Collected data entries
____

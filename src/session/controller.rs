//! On/off recording control for a host control loop

use std::path::PathBuf;
use std::sync::Arc;

use crate::channel::ChannelDirectory;
use crate::error::{ReplayError, Result};
use crate::history::HistoryTable;
use crate::storage::HistoryStore;
use crate::timing::{Clock, MonotonicClock};

use super::recorder::Recorder;

/// Starts, feeds and stops recording sessions over one channel directory
///
/// The host calls [`RecordingController::update_recording`] every loop
/// iteration regardless of whether a recording is active; calls outside a
/// session are ignored.
pub struct RecordingController<'d> {
    channels: &'d ChannelDirectory,
    clock: Arc<dyn Clock>,
    tolerance: f64,
    active: Option<Recorder<'d>>,
    last_recording: Option<HistoryTable>,
}

impl<'d> RecordingController<'d> {
    /// Create a controller with a real-time clock
    pub fn new(channels: &'d ChannelDirectory) -> Self {
        Self::with_clock(channels, Arc::new(MonotonicClock::new()))
    }

    /// Create a controller with the given clock
    pub fn with_clock(channels: &'d ChannelDirectory, clock: Arc<dyn Clock>) -> Self {
        Self {
            channels,
            clock,
            tolerance: 0.0,
            active: None,
            last_recording: None,
        }
    }

    /// Change tolerance applied to sessions started afterwards
    pub fn with_tolerance(mut self, tolerance: f64) -> Self {
        self.tolerance = tolerance;
        self
    }

    /// Check if a session is open
    pub fn is_recording(&self) -> bool {
        self.active.is_some()
    }

    /// Open a new recording session
    pub fn start_recording(&mut self) -> Result<()> {
        if self.active.is_some() {
            tracing::warn!("Recording already in progress");
            return Err(ReplayError::SessionActive);
        }

        let recorder = Recorder::start_with_clock(self.channels, Arc::clone(&self.clock))?
            .with_tolerance(self.tolerance);
        self.active = Some(recorder);
        Ok(())
    }

    /// Sample the channels if a session is open
    pub fn update_recording(&mut self) -> Result<bool> {
        match self.active.as_mut() {
            Some(recorder) => recorder.update(),
            None => {
                tracing::warn!("update_recording called while not recording");
                Ok(false)
            }
        }
    }

    /// Close the session and persist it
    ///
    /// Returns the saved file's path, or `None` if nothing was recording or
    /// the write failed. The table stays available through
    /// [`RecordingController::last_recording`] either way.
    pub fn stop_recording(&mut self, store: &HistoryStore) -> Option<PathBuf> {
        let Some(recorder) = self.active.take() else {
            tracing::warn!("stop_recording called while not recording");
            return None;
        };

        let table = recorder.finish();
        let path = store.write_history(&table);
        self.last_recording = Some(table);
        path
    }

    /// Table produced by the most recent session
    pub fn last_recording(&self) -> Option<&HistoryTable> {
        self.last_recording.as_ref()
    }
}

____

**Problem statement:** I'd like the entries above reproduced in full, exactly as they stand.

**Answer to this task:**
filename src/session/controller.rs
//! On/off recording control for a host control loop

use std::path::PathBuf;
use std::sync::Arc;

use crate::channel::ChannelDirectory;
use crate::error::{ReplayError, Result};
use crate::history::HistoryTable;
use crate::storage::HistoryStore;
use crate::timing::{Clock, MonotonicClock};

use super::recorder::Recorder;

/// Starts, feeds and stops recording sessions over one channel directory
///
/// The host calls [`RecordingController::update_recording`] every loop
/// iteration regardless of whether a recording is active; calls outside a
/// session are ignored.
pub struct RecordingController<'d> {
    channels: &'d ChannelDirectory,
    clock: Arc<dyn Clock>,
    tolerance: f64,
    active: Option<Recorder<'d>>,
    last_recording: Option<HistoryTable>,
}

impl<'d> RecordingController<'d> {
    /// Create a controller with a real-time clock
    pub fn new(channels: &'d ChannelDirectory) -> Self {
        Self::with_clock(channels, Arc::new(MonotonicClock::new()))
    }

    /// Create a controller with the given clock
    pub fn with_clock(channels: &'d ChannelDirectory, clock: Arc<dyn Clock>) -> Self {
        Self {
            channels,
            clock,
            tolerance: 0.0,
            active: None,
            last_recording: None,
        }
    }

    /// Change tolerance applied to sessions started afterwards
    pub fn with_tolerance(mut self, tolerance: f64) -> Self {
        self.tolerance = tolerance;
        self
    }

    /// Check if a session is open
    pub fn is_recording(&self) -> bool {
        self.active.is_some()
    }

    /// Open a new recording session
    pub fn start_recording(&mut self) -> Result<()> {
        if self.active.is_some() {
            tracing::warn!("Recording already in progress");
            return Err(ReplayError::SessionActive);
        }

        let recorder = Recorder::start_with_clock(self.channels, Arc::clone(&self.clock))?
            .with_tolerance(self.tolerance);
        self.active = Some(recorder);
        Ok(())
    }

    /// Sample the channels if a session is open
    pub fn update_recording(&mut self) -> Result<bool> {
        match self.active.as_mut() {
            Some(recorder) => recorder.update(),
            None => {
                tracing::warn!("update_recording called while not recording");
                Ok(false)
            }
        }
    }

    /// Close the session and persist it
    ///
    /// Returns the saved file's path, or `None` if nothing was recording or
    /// the write failed. The table stays available through
    /// [`RecordingController::last_recording`] either way.
    pub fn stop_recording(&mut self, store: &HistoryStore) -> Option<PathBuf> {
        let Some(recorder) = self.active.take() else {
            tracing::warn!("stop_recording called while not recording");
            return None;
        };

        let table = recorder.finish();
        let path = store.write_history(&table);
        self.last_recording = Some(table);
        path
    }

    /// Table produced by the most recent session
    pub fn last_recording(&self) -> Option<&HistoryTable> {
        self.last_recording.as_ref()
    }
}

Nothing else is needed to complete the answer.